Massive expansion for Edinburgh Trams on the horizon – and could Glasgow join in too?

The Scottish Government have this week released details of their second Strategic Transport Projects Review and contained within the report are a few interesting plans which, if they come to fruition, could see a massive expansion of the Edinburgh Trams system with a plan for a Metro service in Glasgow too while light rail is also mentioned in connection with Aberdeen.

The aim of the second Strategic Transport Projects Review (STPR2) is to accelerate economic recovery and to lay the groundwork for an inclusive, greener transport network that will be at the heart of future transport investment in Scotland. The review will help to deliver the vision, priorities and outcomes for transport set out in the National Transport Strategy (NTS2). Phase One has now been published with Phase Two to be concluded later this year and combined these will set out Scottish Government’s priorities for the next 20 years.

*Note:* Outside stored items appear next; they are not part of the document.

use anyhow::{Context, Result};
use clap::Parser;
use std::path::PathBuf;

use taxonomy_categorizer::config::Config;
use taxonomy_categorizer::engine::EngineKind;
use taxonomy_categorizer::logging;
use taxonomy_categorizer::output;
use taxonomy_categorizer::runner::{self, RunOptions};

#[derive(Parser, Debug)]
#[command(name = "taxonomy-categorizer")]
#[command(about = "Add missing category fields to industry records in the industry taxonomy")]
#[command(version = "0.1.0")]
struct Cli {
    /// Taxonomy file to rewrite (defaults to the configured target)
    path: Option<PathBuf>,

    /// Config file (defaults to categorizer.toml when present)
    #[arg(long)]
    config: Option<PathBuf>,

    /// Categorization engine
    #[arg(long, value_enum)]
    engine: Option<EngineKind>,

    /// Report what would change without writing
    #[arg(long)]
    dry_run: bool,

    /// Like --dry-run, but exit with status 1 when changes are pending
    #[arg(long)]
    check: bool,

    /// Fail without writing on missing categories, conflicts or warnings
    #[arg(long)]
    strict: bool,

    /// Keep a copy of the original as <path>.bak
    #[arg(long)]
    backup: bool,

    /// Print the report as JSON
    #[arg(long)]
    json: bool,
}

fn main() -> Result<()> {
    dotenv::dotenv().ok();
    let cli = Cli::parse();

    let config = Config::load(cli.config.as_deref()).context("Failed to load configuration")?;
    let guard = logging::init_logging(config.log.dir.as_deref())
        .context("Failed to initialize logging")?;

    let options = RunOptions {
        path: cli.path.unwrap_or_else(|| config.target()),
        engine: cli.engine.unwrap_or_else(|| config.engine()),
        indent: config.indent().to_string(),
        map: config.category_map()?,
        dry_run: cli.dry_run || cli.check,
        strict: cli.strict,
        backup: cli.backup || config.backup,
    };

    let report = runner::run(&options)
        .with_context(|| format!("Failed to categorize {}", options.path.display()))?;

    let rendered = output::render(&report, cli.json, cli.check)?;
    print!("{}", rendered.stdout);
    if let Some(message) = rendered.stderr {
        eprintln!("{}", message);
    }
    if rendered.exit_code != 0 {
        drop(guard);
        std::process::exit(rendered.exit_code);
    }
    Ok(())
}
use sha2::{Digest, Sha256};
use std::fs;
use std::path::{Path, PathBuf};
use tracing::{debug, info, warn};

use crate::category::CategoryMap;
use crate::engine::{self, EngineKind};
use crate::error::{CategorizerError, Result};
use crate::report::RunReport;

#[derive(Debug, Clone)]
pub struct RunOptions {
    pub path: PathBuf,
    pub engine: EngineKind,
    pub indent: String,
    pub map: CategoryMap,
    /// Compute the report without touching the file
    pub dry_run: bool,
    /// Fail, without writing, when the report has warnings, conflicts or missing categories
    pub strict: bool,
    /// Copy the original to `<path>.bak` before overwriting
    pub backup: bool,
}

pub fn sha256_hex(bytes: &[u8]) -> String {
    let mut hasher = Sha256::new();
    hasher.update(bytes);
    hex::encode(hasher.finalize())
}

pub fn backup_path(path: &Path) -> PathBuf {
    let mut name = path.as_os_str().to_owned();
    name.push(".bak");
    PathBuf::from(name)
}

/// Reads the target, categorizes it and writes it back in place.
///
/// The file is rewritten even when nothing changed, unless `dry_run` is set or
/// strict mode rejects the result. The write is a plain overwrite.
pub fn run(options: &RunOptions) -> Result<RunReport> {
    let path = &options.path;
    let source = fs::read_to_string(path).map_err(|e| CategorizerError::io(path, e))?;
    info!(
        "Categorizing {} ({} bytes, {} engine)",
        path.display(),
        source.len(),
        options.engine.as_str()
    );

    let categorizer = engine::build(options.engine, &options.indent);
    let result = categorizer.categorize(&source, &options.map)?;

    let changed = result.text != source;
    let mut report = RunReport {
        path: path.clone(),
        engine: categorizer.kind(),
        outcomes: result.outcomes,
        changed,
        written: false,
        digest_before: sha256_hex(source.as_bytes()),
        digest_after: sha256_hex(result.text.as_bytes()),
    };

    for missing in report.not_found() {
        debug!("category {} not present in {}", missing, path.display());
    }

    if options.strict && report.has_findings() {
        return Err(CategorizerError::Strict(strict_summary(&report)));
    }

    if options.dry_run {
        info!("Dry run: {} insertions, file left untouched", report.total_inserted());
        return Ok(report);
    }

    if options.backup {
        let backup = backup_path(path);
        fs::copy(path, &backup).map_err(|e| CategorizerError::io(&backup, e))?;
        info!("Backup written to {}", backup.display());
    }

    fs::write(path, &result.text).map_err(|e| CategorizerError::io(path, e))?;
    report.written = true;

    let missing = report.not_found().len();
    if missing > 0 {
        warn!("{} of {} categories not found", missing, report.outcomes.len());
    }
    info!(
        "Wrote {} ({} insertions)",
        path.display(),
        report.total_inserted()
    );
    Ok(report)
}

fn strict_summary(report: &RunReport) -> String {
    let mut parts = Vec::new();
    let missing: Vec<String> = report.not_found().iter().map(|c| c.to_string()).collect();
    if !missing.is_empty() {
        parts.push(format!("categories not found: {}", missing.join(", ")));
    }
    let conflicts: usize = report.outcomes.iter().map(|o| o.conflicts.len()).sum();
    if conflicts > 0 {
        parts.push(format!("{} conflicting records", conflicts));
    }
    let warnings: usize = report.outcomes.iter().map(|o| o.warnings.len()).sum();
    if warnings > 0 {
        parts.push(format!("{} warnings", warnings));
    }
    parts.join("; ")
}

The hefty report (which can be downloaded from the Scottish Government website – link at the end of this article) has many proposals for improving transport across Scotland and there isn’t the space to cover absolutely everything here. But looking at it from a tram and light rail perspective there are three areas of Scotland which are mentioned:

  • Glasgow Metro – development of the public transport network within the Glasgow city region, with consideration of bus rapid transport, rail conversion, light rail and underground elements
  • Edinburgh Mass Transit Options – development of the public transport network within the Edinburgh City Region with consideration of bus rapid transit, rail conversion and tram network extension
  • Aberdeen Mass Transit Options – Development of the public transport network within the Aberdeen City Region, with consideration of bus rapid transit and light rail

The Glasgow Metro plan is said to be an “umbrella term or brand to describe a new level of public transport provision to serve and improve connectivity within the Glasgow conurbation”. It hasn’t been decided which specific modes of transport would be used but it may include one or more of bus rapid transit, tram, light rail and/or metro rail with an integration with current bus and heavy rail routes. Phase one of the STPR2 will be focusing on why Glasgow and the wider city region would benefit from the Glasgow Metro. Then the project would be further developed and appraised in the remainder of STPR2.

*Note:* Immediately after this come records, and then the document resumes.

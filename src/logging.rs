use std::fs;
use std::path::Path;
use tracing_appender::non_blocking::{NonBlocking, WorkerGuard};
use tracing_appender::rolling::{RollingFileAppender, Rotation};
use tracing_subscriber::{fmt, prelude::*, EnvFilter};

use crate::error::{CategorizerError, Result};

pub const LOG_FILE_NAME: &str = "categorizer.log";

/// Builds the non-blocking JSON log writer for `dir`, creating it if needed.
pub fn file_writer(dir: &Path) -> Result<(NonBlocking, WorkerGuard)> {
    fs::create_dir_all(dir).map_err(|e| CategorizerError::io(dir, e))?;
    let appender = RollingFileAppender::builder()
        .rotation(Rotation::NEVER)
        .filename_prefix(LOG_FILE_NAME)
        .build(dir)?;
    Ok(tracing_appender::non_blocking(appender))
}

/// Initializes console logging on stderr, plus a JSON file layer when a log
/// directory is given. The returned guard flushes the file writer on drop.
pub fn init_logging(log_dir: Option<&Path>) -> Result<Option<WorkerGuard>> {
    let filter = EnvFilter::try_from_default_env()
        .unwrap_or_else(|_| EnvFilter::new("taxonomy_categorizer=info"));

    let (file_layer, guard) = match log_dir {
        Some(dir) => {
            let (writer, guard) = file_writer(dir)?;
            (Some(fmt::layer().json().with_writer(writer)), Some(guard))
        }
        None => (None, None),
    };

    // stdout carries the report
    let console_layer = fmt::layer().with_writer(std::io::stderr).with_target(false);

    tracing_subscriber::registry()
        .with(filter)
        .with(file_layer)
        .with(console_layer)
        .init();
    Ok(guard)
}

#[cfg(test)]
mod tests {
    use super::*;
    use tempfile::tempdir;

    #[test]
    fn test_file_writer_creates_directory() {
        let dir = tempdir().unwrap();
        let logs = dir.path().join("nested").join("logs");

        let (_writer, _guard) = file_writer(&logs).unwrap();
        assert!(logs.is_dir());
        assert!(logs.join(LOG_FILE_NAME).exists());
    }

    #[test]
    fn test_unusable_log_dir_is_an_error() {
        let dir = tempdir().unwrap();
        let blocker = dir.path().join("not-a-dir");
        fs::write(&blocker, "x").unwrap();

        let err = init_logging(Some(&blocker.join("logs"))).unwrap_err();
        assert!(matches!(err, CategorizerError::Io { .. }));
    }
}
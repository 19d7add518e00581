use std::path::PathBuf;
use thiserror::Error;

#[derive(Error, Debug)]
pub enum CategorizerError {
    #[error("I/O error on '{}': {source}", .path.display())]
    Io {
        path: PathBuf,
        #[source]
        source: std::io::Error,
    },

    #[error("TOML deserialization failed: {0}")]
    Toml(#[from] toml::de::Error),

    #[error("JSON serialization failed: {0}")]
    Json(#[from] serde_json::Error),

    #[error("Failed to load TypeScript grammar: {0}")]
    Grammar(#[from] tree_sitter::LanguageError),

    #[error("Invalid syntax query: {0}")]
    Query(#[from] tree_sitter::QueryError),

    #[error("Failed to initialize log file: {0}")]
    LogInit(#[from] tracing_appender::rolling::InitError),

    #[error("Invalid pattern: {0}")]
    Regex(#[from] regex::Error),

    #[error("Configuration error: {0}")]
    Config(String),

    #[error("Parse error at line {line}, column {column}: {message}")]
    Parse {
        line: usize,
        column: usize,
        message: String,
    },

    #[error("Strict mode violation: {0}")]
    Strict(String),
}

impl CategorizerError {
    pub fn io(path: impl Into<PathBuf>, source: std::io::Error) -> Self {
        CategorizerError::Io {
            path: path.into(),
            source,
        }
    }

    /// Builds a parse error positioned at a byte offset of `source`.
    pub fn parse_at(source: &str, offset: usize, message: impl Into<String>) -> Self {
        let (line, column) = line_col(source, offset);
        CategorizerError::Parse {
            line,
            column,
            message: message.into(),
        }
    }
}

/// 1-based line and column (in chars) of a byte offset.
pub fn line_col(source: &str, offset: usize) -> (usize, usize) {
    let offset = offset.min(source.len());
    let before = &source[..offset];
    let line = before.matches('\n').count() + 1;
    let line_start = before.rfind('\n').map(|i| i + 1).unwrap_or(0);
    let column = before[line_start..].chars().count() + 1;
    (line, column)
}

pub type Result<T> = std::result::Result<T, CategorizerError>;

#[cfg(test)]
mod tests {
    use super::*;

    #[test]
    fn test_line_col_counts_from_one() {
        let src = "ab\ncd\nef";
        assert_eq!(line_col(src, 0), (1, 1));
        assert_eq!(line_col(src, 4), (2, 2));
        assert_eq!(line_col(src, 6), (3, 1));
    }

    #[test]
    fn test_parse_error_message() {
        let err = CategorizerError::parse_at("{\n  ]", 4, "unexpected ']'");
        assert_eq!(
            err.to_string(),
            "Parse error at line 2, column 3: unexpected ']'"
        );
    }
}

Over in Edinburgh and the Edinburgh Mass Transit would be an “enhanced level of public transport provision in the city region, including Bus Rapid Transit and Tram. It would complement and integrate with the current bus, tram and heavy rail networks, providing improved connectivity”. Much of this is already being led by the City of Edinburgh Council through the Edinburgh Strategic Sustainable Transport Strategy Phase 2 with the main focus of that being linking Granton in the north of the city through the city centre to the south and east extremities of the city.

Phase One of the STPR2 will be looking at why Edinburgh would benefit from the project with Transport Scotland also continuing to engage closely with the Council over the future plans. As will as the plan to extend the public transport network – most likely with trams – north, south and east it is suggested that there could be a cross-Forth Light Rail Transit system to Fife as well as increasing the frequency of mass transit services to Edinburgh from neighbouring authorities.

The Aberdeen Mass Transit Options are not included in the 20 projects of Phase 1 so we will have to wait and see what light rail could mean in that context later in 2021 when more details are released on the STPR2.

Michael Mathieson, Cabinet Secretary for Transport, Infrastructure and Connectivity, said: “As we continue to navigate our way through an unprecedented global health emergency, the investment decisions we make have never been so important. We want to lock in the changes to the healthy, green travel options we’ve seen during the pandemic, while supporting interventions that will aid and help accelerate economic recovery. We are conducting a thorough, evidence-based review of the performance of Scotland’s strategic transport network across active travel, bus, ferry, rail and the trunk road network and my thanks go to everyone who is engaged in that process, particularly our Regional Transport Working Groups. Phase One sets out some of our transport investment priorities for the next few years, which will support a fair and sustainable economic recovery from the pandemic, while working towards our longer term goals of making Scotland more accessible for residents, visitors and businesses; improving connectivity and highlighting the vital contribution that transport investment can play in enabling and sustaining Scotland’s economic growth. STPR2 will help us to deliver the vision, priorities and outcomes set out in our National Transport Strategy as well as aligning with other important national plans such as the Climate Change Plan, Infrastructure Investment Plan and National Planning Framework.”

While the STPR2 at this stage for trams and light rail seems to be at the stage of talking about things and seeing what could be achieved it is clearly a very ambitious plan for improving public transport throughout Scotland. For Edinburgh this should see extensions to the tram system – although much of what is mentioned in regards to this is not new as the Council had already started these discussions – while for Glasgow could there finally be a return of trams to the city? The much discussed Glasgow Airport link seems to be back in for potential light rail and the report does also mention trams in the city centre and along the banks of the Clyde.

More on this when details of Phase Two are announced later this year by which time hopefully there will be a bit more flesh on the bones.